=== Activity ===
What is wanted is an exact copy of the lines from the top of the listing through the line containing "of the corrective document.".

========================================

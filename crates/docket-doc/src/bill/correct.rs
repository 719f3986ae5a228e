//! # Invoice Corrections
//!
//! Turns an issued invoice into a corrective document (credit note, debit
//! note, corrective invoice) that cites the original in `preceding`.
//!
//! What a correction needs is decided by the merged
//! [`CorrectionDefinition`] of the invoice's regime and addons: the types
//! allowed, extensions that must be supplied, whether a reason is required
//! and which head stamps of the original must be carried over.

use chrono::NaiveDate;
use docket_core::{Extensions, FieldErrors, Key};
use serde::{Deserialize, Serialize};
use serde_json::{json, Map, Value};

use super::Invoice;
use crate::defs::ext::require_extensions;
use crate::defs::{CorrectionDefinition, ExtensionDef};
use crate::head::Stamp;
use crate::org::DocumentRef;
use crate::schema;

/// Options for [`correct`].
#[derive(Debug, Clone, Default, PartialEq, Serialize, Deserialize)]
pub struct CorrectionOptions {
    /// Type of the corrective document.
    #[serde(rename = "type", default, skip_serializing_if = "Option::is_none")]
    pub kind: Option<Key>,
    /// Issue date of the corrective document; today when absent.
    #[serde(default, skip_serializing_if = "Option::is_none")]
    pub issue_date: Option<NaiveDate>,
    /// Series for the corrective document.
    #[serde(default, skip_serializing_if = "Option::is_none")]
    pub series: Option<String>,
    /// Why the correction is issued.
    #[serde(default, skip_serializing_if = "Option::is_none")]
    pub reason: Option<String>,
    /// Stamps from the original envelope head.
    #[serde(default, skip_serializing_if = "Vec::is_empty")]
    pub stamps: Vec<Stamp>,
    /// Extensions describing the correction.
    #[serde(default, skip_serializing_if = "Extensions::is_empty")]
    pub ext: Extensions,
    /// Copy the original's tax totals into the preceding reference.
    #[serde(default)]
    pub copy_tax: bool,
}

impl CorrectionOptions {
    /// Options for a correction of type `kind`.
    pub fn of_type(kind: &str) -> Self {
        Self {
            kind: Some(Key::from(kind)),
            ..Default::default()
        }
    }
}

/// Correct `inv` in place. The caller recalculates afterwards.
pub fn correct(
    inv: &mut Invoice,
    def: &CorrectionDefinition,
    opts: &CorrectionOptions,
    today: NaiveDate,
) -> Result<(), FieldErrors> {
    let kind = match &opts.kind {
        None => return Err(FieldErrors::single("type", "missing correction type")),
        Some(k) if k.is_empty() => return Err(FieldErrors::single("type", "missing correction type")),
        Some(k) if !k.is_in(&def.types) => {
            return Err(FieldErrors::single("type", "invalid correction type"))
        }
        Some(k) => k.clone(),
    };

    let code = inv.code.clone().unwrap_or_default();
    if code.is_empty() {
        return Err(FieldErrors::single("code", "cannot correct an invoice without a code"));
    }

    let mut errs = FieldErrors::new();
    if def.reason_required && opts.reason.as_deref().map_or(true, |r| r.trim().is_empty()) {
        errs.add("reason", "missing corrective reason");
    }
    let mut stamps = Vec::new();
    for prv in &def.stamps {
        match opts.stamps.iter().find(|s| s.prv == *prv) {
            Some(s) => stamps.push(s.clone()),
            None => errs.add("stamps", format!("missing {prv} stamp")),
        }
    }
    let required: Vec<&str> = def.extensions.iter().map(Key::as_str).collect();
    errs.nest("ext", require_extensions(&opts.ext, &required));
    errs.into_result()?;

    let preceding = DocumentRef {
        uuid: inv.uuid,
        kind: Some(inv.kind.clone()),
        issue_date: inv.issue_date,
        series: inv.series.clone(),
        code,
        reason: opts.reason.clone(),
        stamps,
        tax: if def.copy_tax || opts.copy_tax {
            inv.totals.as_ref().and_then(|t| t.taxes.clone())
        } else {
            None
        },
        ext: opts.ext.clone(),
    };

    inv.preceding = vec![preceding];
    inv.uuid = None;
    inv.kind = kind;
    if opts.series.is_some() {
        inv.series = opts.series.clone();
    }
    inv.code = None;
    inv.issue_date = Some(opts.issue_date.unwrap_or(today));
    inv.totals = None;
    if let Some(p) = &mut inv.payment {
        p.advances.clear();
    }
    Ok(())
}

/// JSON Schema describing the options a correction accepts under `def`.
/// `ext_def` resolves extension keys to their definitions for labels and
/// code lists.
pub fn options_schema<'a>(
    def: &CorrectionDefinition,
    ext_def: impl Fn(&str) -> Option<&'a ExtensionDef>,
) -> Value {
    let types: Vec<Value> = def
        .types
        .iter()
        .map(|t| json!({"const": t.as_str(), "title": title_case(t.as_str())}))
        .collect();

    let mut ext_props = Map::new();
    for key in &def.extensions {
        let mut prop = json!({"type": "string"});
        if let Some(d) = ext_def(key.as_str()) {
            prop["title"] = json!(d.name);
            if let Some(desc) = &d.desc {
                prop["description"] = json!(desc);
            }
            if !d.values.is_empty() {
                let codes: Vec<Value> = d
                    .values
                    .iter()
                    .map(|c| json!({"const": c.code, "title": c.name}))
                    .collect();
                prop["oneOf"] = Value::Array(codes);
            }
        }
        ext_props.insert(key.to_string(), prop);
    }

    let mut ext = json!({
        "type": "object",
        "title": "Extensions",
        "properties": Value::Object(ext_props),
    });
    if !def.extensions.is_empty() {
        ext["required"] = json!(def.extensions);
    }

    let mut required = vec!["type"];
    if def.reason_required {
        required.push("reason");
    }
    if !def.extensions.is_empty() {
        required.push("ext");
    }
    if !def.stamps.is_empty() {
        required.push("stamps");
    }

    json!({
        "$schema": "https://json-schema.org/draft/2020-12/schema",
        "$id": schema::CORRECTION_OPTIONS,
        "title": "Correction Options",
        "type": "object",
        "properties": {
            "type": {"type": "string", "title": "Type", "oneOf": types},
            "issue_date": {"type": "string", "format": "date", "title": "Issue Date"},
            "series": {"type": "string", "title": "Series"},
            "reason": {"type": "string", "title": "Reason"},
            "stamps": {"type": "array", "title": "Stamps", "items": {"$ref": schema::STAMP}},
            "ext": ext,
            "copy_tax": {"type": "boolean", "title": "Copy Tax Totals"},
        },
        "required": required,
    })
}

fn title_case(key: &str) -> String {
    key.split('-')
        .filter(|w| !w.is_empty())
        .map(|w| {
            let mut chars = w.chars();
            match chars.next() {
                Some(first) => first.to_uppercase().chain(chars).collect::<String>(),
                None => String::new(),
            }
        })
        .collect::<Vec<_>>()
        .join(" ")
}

========================================

=== Your response ===
filename crates/docket-doc/src/bill/correct.rs
repository 719f3986ae5a228e
//! # Invoice Corrections
//!
//! Turns an issued invoice into a corrective document (credit note, debit
//! note, corrective invoice) that cites the original in `preceding`.
//!
//! What a correction needs is decided by the merged
//! [`CorrectionDefinition`] of the invoice's regime and addons: the types
//! allowed, extensions that must be supplied, whether a reason is required
//! and which head stamps of the original must be carried over.

use chrono::NaiveDate;
use docket_core::{Extensions, FieldErrors, Key};
use serde::{Deserialize, Serialize};
use serde_json::{json, Map, Value};

use super::Invoice;
use crate::defs::ext::require_extensions;
use crate::defs::{CorrectionDefinition, ExtensionDef};
use crate::head::Stamp;
use crate::org::DocumentRef;
use crate::schema;

/// Options for [`correct`].
#[derive(Debug, Clone, Default, PartialEq, Serialize, Deserialize)]
pub struct CorrectionOptions {
    /// Type of the corrective document.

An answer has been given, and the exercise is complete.